Russian oil, gas production, exports In tonnes (oil)/cubic metres (gas); 2013 = 100

Specifically, sanctions restrict cooperation on Arctic, deepwater and shale oil fields. Traditionally, Western companies play a key role in developing these promising but hard-to-access reserves, given that Russia does not always have the requisite capital and innovative technology. In 2014, ExxonMobil ended cooperation with Russian oil producer Rosneft on a recently discovered huge oil field in the Kara Sea. Sanctions also bar loans and investment in Russian energy majors such as Rosneft. Hit by low oil prices and unable to re-finance its debts on Western markets, in 2014 the heavily indebted company was forced to seek a government bailout.
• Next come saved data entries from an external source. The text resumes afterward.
#![allow(dead_code)]

use async_trait::async_trait;
use rfocus::audio::AudioChannel;
use rfocus::gateway::{
    AudioPreference, Capabilities, PersistenceGateway, REQUIRED_COLLECTIONS, RemoteStore,
    SessionRecord, StreakRecord,
};
use rfocus::settings::{SessionSettings, SettingsOverrides};
use rfocus::signal::{Chime, Notifier, Toast};
use rfocus::{CoordinatorParts, FocusCoordinator, FocusError, Result};
use std::path::Path;
use std::sync::atomic::{AtomicU32, Ordering};
use std::sync::{Arc, Mutex};
use std::time::Duration;
use tempfile::TempDir;

// ============================================================================
// Remote store fake
// ============================================================================

#[derive(Default)]
pub struct RemoteLog {
    pub settings: Option<SessionSettings>,
    pub settings_writes: Vec<SessionSettings>,
    /// Per-call latency of `store_settings`, consumed front to back.
    pub settings_delays: Vec<Duration>,
    pub streak: u32,
    pub sessions: Vec<SessionRecord>,
    pub audio: Option<AudioPreference>,
    pub audio_writes: Vec<AudioPreference>,
    pub fail_probe: bool,
    pub fail_reads: bool,
    pub fail_writes: bool,
}

pub struct FakeRemote(pub Arc<Mutex<RemoteLog>>);

impl FakeRemote {
    fn read_guard(&self) -> Result<std::sync::MutexGuard<'_, RemoteLog>> {
        let log = self.0.lock().unwrap();
        if log.fail_reads {
            return Err(FocusError::Connection("read timed out".into()));
        }
        Ok(log)
    }

    fn write_guard(&self) -> Result<std::sync::MutexGuard<'_, RemoteLog>> {
        let log = self.0.lock().unwrap();
        if log.fail_writes {
            return Err(FocusError::Connection("write refused".into()));
        }
        Ok(log)
    }
}

#[async_trait]
impl RemoteStore for FakeRemote {
    async fn capabilities(&self) -> Result<Capabilities> {
        if self.0.lock().unwrap().fail_probe {
            return Err(FocusError::Connection("unreachable".into()));
        }
        Ok(Capabilities {
            authenticated: true,
            collections: REQUIRED_COLLECTIONS.iter().map(|c| c.to_string()).collect(),
        })
    }

    async fn fetch_settings(&self) -> Result<Option<SessionSettings>> {
        Ok(self.read_guard()?.settings.clone())
    }

    async fn store_settings(&self, settings: &SessionSettings) -> Result<()> {
        let delay = {
            let mut log = self.0.lock().unwrap();
            if log.settings_delays.is_empty() {
                Duration::ZERO
            } else {
                log.settings_delays.remove(0)
            }
        };
        tokio::time::sleep(delay).await;
        let mut log = self.write_guard()?;
        log.settings = Some(settings.clone());
        log.settings_writes.push(settings.clone());
        Ok(())
    }

    async fn fetch_streak(&self) -> Result<StreakRecord> {
        Ok(StreakRecord {
            current_streak: self.read_guard()?.streak,
        })
    }

    async fn insert_session(&self, record: &SessionRecord) -> Result<()> {
        let mut log = self.write_guard()?;
        log.sessions.push(record.clone());
        log.streak += 1;
        Ok(())
    }

    async fn fetch_audio_preference(&self) -> Result<Option<AudioPreference>> {
        Ok(self.read_guard()?.audio.clone())
    }

    async fn store_audio_preference(&self, pref: &AudioPreference) -> Result<()> {
        let mut log = self.write_guard()?;
        log.audio = Some(pref.clone());
        log.audio_writes.push(pref.clone());
        Ok(())
    }
}

// ============================================================================
// Audio, chime and toast fakes
// ============================================================================

#[derive(Default)]
pub struct ChannelLog {
    pub active: u32,
    pub max_active: u32,
    pub plays: Vec<String>,
    pub stops: u32,
}

pub struct RecordingChannel(pub Arc<Mutex<ChannelLog>>);

impl AudioChannel for RecordingChannel {
    fn play(&mut self, source: &Path, _volume: f32, _looping: bool) -> Result<()> {
        let mut log = self.0.lock().unwrap();
        log.active += 1;
        log.max_active = log.max_active.max(log.active);
        let stem = source
            .file_stem()
            .map(|s| s.to_string_lossy().into_owned())
            .unwrap_or_default();
        log.plays.push(stem);
        Ok(())
    }

    fn stop(&mut self) {
        let mut log = self.0.lock().unwrap();
        log.active = 0;
        log.stops += 1;
    }

    fn set_volume(&mut self, _volume: f32) {}

    fn set_looping(&mut self, _looping: bool) {}

    fn poll(&mut self) -> bool {
        self.0.lock().unwrap().active > 0
    }
}

pub struct CountingChime(pub Arc<AtomicU32>);

impl Chime for CountingChime {
    fn ring(&mut self) {
        self.0.fetch_add(1, Ordering::SeqCst);
    }
}

pub struct RecordingNotifier(pub Arc<Mutex<Vec<Toast>>>);

impl Notifier for RecordingNotifier {
    fn notify(&self, toast: &Toast) {
        self.0.lock().unwrap().push(toast.clone());
    }
}

// ============================================================================
// Harness
// ============================================================================

pub struct Harness {
    pub coordinator: FocusCoordinator,
    pub remote: Arc<Mutex<RemoteLog>>,
    pub channel: Arc<Mutex<ChannelLog>>,
    pub toasts: Arc<Mutex<Vec<Toast>>>,
    pub chimes: Arc<AtomicU32>,
    pub sounds: TempDir,
}

impl Harness {
    pub fn chimes(&self) -> u32 {
        self.chimes.load(Ordering::SeqCst)
    }

    pub fn toast_titles(&self) -> Vec<String> {
        self.toasts.lock().unwrap().iter().map(|t| t.title.clone()).collect()
    }
}

pub async fn live(log: RemoteLog) -> Harness {
    build(log, false, SettingsOverrides::default()).await
}

pub async fn demo() -> Harness {
    build(RemoteLog::default(), true, SettingsOverrides::default()).await
}

pub async fn demo_with(overrides: SettingsOverrides) -> Harness {
    build(RemoteLog::default(), true, overrides).await
}

async fn build(log: RemoteLog, demo: bool, overrides: SettingsOverrides) -> Harness {
    let remote = Arc::new(Mutex::new(log));
    let store: Option<Arc<dyn RemoteStore>> = if demo {
        None
    } else {
        Some(Arc::new(FakeRemote(remote.clone())))
    };
    let gateway = PersistenceGateway::probe(store).await;

    let sounds = tempfile::tempdir().unwrap();
    for id in ["rain", "forest"] {
        std::fs::write(sounds.path().join(format!("{id}.wav")), b"RIFF").unwrap();
    }

    let channel = Arc::new(Mutex::new(ChannelLog::default()));
    let toasts = Arc::new(Mutex::new(Vec::new()));
    let chimes = Arc::new(AtomicU32::new(0));
    let coordinator = FocusCoordinator::bootstrap(CoordinatorParts {
        gateway,
        channel: Box::new(RecordingChannel(channel.clone())),
        chime: Box::new(CountingChime(chimes.clone())),
        notifier: Arc::new(RecordingNotifier(toasts.clone())),
        sounds_dir: sounds.path().to_path_buf(),
        overrides,
    })
    .await;

    Harness {
        coordinator,
        remote,
        channel,
        toasts,
        chimes,
        sounds,
    }
}

/// Starts the current interval and ticks it through completion.
pub fn run_out(coordinator: &mut FocusCoordinator) {
    coordinator.start();
    let remaining = coordinator.snapshot().seconds_remaining;
    for _ in 0..=remaining {
        coordinator.tick();
    }
}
Since then, however, the Russian energy sector has not only survived but even prospered. Financing costs may have risen, with Asian lenders such as Chinese banks demanding higher interest rates, but on the other hand, profits have risen with recovering oil prices and lower operating costs due to the devaluation of the rouble. From 2014 to 2019, prior to a pandemic-related drop in 2020, oil and gas output rose to record-high levels, increasing by 7 % and 15 % respectively; natural gas exports to the EU, which are not restricted by sanctions, have also grown (Figure 3).